_Recorded data_
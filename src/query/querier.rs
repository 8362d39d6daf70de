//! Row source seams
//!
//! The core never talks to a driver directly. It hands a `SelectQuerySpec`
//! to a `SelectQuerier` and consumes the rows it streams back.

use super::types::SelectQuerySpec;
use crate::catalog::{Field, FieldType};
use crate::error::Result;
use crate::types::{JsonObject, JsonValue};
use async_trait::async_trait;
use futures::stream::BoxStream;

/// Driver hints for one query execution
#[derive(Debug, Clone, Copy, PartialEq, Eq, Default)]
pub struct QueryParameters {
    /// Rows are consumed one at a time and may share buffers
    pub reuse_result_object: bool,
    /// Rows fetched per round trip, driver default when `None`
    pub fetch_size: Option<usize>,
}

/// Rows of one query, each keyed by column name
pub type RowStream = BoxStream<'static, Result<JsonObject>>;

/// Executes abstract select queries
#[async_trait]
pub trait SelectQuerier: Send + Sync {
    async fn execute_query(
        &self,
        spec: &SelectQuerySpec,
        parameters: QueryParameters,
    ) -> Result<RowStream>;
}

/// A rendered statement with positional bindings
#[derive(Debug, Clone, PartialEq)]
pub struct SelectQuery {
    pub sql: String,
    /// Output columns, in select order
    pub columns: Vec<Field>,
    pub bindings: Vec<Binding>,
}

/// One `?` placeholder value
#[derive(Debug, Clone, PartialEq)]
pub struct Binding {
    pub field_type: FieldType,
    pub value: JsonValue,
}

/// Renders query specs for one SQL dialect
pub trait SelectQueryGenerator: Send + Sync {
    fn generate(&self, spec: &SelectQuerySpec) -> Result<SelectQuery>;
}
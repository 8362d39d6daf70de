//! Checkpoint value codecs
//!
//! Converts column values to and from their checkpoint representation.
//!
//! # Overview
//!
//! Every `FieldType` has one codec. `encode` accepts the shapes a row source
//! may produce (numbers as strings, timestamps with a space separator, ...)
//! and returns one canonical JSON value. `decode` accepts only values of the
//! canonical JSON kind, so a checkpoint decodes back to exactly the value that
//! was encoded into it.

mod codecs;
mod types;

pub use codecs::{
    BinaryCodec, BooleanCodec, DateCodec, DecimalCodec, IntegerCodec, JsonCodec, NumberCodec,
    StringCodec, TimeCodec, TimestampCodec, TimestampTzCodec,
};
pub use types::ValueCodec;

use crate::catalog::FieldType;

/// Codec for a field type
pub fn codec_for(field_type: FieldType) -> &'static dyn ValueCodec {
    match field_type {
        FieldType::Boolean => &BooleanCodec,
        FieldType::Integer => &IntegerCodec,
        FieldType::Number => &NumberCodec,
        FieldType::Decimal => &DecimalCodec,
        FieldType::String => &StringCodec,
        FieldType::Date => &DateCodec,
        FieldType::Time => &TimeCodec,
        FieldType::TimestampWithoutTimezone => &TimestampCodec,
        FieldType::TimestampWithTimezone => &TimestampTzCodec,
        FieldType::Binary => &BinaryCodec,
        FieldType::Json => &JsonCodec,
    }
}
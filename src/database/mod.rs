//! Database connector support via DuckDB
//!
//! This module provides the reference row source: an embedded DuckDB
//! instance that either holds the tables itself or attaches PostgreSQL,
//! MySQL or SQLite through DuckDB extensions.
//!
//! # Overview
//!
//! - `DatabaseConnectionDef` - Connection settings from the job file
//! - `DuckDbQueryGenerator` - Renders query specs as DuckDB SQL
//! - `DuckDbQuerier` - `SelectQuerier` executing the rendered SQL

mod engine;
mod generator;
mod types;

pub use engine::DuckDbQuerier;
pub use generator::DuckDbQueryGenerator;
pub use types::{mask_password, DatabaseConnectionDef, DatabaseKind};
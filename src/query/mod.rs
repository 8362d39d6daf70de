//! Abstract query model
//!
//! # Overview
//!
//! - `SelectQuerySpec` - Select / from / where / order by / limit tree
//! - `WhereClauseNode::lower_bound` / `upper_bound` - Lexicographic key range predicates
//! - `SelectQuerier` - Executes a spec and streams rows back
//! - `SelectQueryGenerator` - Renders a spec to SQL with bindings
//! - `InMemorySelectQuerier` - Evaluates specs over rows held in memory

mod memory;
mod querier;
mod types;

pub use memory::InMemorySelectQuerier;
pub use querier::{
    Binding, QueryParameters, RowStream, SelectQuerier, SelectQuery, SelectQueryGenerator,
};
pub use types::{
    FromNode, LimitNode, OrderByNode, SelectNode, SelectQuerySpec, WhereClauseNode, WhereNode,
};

...

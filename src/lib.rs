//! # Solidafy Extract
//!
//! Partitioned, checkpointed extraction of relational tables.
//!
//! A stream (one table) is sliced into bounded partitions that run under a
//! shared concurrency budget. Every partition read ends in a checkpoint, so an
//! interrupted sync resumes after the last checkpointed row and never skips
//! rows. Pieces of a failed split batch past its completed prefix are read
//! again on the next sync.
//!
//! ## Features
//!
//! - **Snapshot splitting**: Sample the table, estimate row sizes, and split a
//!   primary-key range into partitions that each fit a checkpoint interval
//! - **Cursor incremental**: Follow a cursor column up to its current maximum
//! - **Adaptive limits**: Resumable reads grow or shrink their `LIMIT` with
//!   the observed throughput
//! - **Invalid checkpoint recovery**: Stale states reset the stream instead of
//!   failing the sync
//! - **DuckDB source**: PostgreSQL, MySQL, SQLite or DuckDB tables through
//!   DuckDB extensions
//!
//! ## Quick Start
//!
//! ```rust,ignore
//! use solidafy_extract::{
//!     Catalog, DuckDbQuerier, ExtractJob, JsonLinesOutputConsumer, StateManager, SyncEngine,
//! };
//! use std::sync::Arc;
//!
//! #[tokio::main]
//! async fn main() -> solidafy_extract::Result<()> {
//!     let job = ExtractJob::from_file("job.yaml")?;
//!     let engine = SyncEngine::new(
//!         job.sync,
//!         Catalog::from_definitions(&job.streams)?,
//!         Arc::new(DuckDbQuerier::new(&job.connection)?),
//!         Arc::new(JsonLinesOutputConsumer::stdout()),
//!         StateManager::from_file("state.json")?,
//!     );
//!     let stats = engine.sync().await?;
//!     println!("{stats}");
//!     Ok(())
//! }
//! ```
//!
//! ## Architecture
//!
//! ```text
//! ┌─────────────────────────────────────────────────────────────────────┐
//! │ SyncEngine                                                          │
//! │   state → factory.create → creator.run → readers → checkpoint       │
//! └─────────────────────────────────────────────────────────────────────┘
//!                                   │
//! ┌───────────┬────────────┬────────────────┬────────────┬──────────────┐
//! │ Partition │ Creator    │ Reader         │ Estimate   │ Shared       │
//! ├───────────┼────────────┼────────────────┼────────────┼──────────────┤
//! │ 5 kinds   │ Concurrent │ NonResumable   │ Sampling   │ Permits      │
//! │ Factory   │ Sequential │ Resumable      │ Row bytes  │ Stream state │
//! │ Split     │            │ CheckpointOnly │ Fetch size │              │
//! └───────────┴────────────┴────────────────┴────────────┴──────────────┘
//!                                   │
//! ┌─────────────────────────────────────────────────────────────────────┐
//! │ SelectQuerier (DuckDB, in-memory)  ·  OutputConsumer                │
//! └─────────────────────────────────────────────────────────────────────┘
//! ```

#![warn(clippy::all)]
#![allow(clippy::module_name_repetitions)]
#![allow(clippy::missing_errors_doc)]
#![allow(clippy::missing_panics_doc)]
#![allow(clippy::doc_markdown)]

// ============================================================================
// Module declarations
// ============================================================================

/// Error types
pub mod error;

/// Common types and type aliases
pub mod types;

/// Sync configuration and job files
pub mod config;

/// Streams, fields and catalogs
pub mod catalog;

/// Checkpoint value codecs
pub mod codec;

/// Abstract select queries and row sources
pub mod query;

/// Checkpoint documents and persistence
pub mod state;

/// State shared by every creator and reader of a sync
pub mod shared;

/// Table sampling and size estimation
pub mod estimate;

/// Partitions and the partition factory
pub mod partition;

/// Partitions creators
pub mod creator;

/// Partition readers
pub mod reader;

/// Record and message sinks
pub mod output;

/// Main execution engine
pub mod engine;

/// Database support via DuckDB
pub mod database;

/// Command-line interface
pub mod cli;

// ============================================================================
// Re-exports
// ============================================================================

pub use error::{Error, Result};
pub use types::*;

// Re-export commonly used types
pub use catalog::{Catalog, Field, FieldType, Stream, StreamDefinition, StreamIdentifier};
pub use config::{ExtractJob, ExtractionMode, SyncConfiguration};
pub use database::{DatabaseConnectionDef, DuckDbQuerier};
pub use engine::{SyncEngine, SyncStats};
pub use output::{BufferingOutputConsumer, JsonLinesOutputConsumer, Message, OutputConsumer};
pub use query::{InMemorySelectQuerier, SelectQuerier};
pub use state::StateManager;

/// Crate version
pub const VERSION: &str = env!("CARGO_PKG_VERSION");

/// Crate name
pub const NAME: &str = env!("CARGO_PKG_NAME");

* * *

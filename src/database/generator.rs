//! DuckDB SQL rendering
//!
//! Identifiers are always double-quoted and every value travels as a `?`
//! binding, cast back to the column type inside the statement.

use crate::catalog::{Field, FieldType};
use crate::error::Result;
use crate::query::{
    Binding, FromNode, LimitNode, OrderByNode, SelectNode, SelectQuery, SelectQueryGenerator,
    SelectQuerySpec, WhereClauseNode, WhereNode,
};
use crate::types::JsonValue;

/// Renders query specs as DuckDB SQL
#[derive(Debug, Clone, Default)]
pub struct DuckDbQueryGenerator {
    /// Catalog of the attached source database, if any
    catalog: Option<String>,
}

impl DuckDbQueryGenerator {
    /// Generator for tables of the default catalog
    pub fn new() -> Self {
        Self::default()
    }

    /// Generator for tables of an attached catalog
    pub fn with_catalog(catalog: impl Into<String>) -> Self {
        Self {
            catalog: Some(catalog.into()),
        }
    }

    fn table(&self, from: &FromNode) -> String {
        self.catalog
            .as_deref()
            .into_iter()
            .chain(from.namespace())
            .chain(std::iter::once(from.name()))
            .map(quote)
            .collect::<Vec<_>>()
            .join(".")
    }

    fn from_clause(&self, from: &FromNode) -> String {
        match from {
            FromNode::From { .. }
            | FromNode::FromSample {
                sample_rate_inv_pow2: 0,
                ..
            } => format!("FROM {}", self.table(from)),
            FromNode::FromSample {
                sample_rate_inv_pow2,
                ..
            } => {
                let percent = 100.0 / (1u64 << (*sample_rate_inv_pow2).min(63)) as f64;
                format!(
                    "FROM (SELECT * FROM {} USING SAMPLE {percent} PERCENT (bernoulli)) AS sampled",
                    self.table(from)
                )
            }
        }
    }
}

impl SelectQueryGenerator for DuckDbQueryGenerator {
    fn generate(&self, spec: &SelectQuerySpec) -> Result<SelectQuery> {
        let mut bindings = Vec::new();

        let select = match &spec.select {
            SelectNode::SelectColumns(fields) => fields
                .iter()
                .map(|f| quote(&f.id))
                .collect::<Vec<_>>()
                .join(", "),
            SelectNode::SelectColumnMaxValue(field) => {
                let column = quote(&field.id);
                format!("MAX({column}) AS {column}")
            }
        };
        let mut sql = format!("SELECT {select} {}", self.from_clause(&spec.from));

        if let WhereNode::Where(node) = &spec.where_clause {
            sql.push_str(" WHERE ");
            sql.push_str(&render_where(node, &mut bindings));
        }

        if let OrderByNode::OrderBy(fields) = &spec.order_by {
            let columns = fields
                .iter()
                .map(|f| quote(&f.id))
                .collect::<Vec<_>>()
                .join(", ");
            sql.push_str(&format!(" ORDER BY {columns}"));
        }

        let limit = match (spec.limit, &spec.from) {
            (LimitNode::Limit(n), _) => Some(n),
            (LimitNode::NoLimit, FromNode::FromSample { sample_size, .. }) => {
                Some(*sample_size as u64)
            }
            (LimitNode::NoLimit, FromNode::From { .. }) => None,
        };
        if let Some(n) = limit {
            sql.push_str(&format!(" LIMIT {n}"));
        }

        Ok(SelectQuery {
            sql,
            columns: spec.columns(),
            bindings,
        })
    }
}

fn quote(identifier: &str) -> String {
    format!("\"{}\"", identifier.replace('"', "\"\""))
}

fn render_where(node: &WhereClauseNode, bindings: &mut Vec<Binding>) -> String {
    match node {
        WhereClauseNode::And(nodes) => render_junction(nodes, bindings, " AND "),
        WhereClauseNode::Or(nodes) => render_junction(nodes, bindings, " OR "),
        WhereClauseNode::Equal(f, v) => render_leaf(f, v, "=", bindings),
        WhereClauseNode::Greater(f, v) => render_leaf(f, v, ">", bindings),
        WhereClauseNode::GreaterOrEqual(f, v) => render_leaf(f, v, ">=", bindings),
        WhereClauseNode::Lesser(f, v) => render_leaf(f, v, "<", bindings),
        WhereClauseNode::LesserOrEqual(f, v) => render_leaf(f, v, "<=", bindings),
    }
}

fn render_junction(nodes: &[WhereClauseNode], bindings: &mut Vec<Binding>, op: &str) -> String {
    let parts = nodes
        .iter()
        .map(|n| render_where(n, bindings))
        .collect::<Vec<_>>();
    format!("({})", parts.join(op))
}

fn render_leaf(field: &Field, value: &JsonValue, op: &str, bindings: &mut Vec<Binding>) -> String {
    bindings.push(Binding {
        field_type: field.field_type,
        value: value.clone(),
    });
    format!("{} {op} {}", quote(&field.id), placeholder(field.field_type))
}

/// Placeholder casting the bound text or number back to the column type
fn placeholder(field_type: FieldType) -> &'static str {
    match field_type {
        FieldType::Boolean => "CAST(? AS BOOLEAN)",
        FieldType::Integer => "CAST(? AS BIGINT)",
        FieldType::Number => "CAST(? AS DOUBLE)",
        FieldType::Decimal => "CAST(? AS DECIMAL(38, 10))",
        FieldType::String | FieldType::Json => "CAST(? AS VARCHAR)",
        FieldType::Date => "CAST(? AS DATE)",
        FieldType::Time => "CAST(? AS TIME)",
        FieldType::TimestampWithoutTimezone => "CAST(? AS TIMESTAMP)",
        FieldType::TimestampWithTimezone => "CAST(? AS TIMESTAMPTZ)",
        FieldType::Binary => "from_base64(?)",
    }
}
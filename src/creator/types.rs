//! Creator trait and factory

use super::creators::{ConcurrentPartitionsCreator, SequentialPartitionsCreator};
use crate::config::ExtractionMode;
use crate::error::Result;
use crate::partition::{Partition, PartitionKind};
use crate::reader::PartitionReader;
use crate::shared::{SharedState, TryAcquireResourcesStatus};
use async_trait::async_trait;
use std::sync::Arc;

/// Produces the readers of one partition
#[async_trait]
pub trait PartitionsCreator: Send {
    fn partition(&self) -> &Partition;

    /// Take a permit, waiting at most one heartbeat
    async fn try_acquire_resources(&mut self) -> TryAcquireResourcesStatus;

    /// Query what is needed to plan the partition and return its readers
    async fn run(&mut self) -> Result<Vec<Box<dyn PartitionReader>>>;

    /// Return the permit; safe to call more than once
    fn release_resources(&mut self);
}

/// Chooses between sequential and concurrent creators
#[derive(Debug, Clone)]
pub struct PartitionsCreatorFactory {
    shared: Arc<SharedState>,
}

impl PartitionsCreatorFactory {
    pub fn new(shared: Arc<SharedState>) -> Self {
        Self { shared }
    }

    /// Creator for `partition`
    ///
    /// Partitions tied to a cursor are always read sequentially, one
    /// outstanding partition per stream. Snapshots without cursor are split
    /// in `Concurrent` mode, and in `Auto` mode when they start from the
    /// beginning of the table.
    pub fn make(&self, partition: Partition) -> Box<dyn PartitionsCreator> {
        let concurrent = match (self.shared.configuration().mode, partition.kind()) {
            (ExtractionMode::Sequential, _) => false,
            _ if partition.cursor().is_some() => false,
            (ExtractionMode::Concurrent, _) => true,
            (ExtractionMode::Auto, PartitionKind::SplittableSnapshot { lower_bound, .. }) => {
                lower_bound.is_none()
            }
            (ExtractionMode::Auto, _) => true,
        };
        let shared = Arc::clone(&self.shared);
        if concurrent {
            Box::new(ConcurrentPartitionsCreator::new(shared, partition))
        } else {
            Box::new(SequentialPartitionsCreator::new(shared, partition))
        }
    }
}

_What this task involves_
Using the listing above, gather each line that holds the string "RowStream" and copy it.

_Response area_
pub type RowStream = BoxStream<'static, Result<JsonObject>>;
    ) -> Result<RowStream>;
    Binding, QueryParameters, RowStream, SelectQuerier, SelectQuery, SelectQueryGenerator,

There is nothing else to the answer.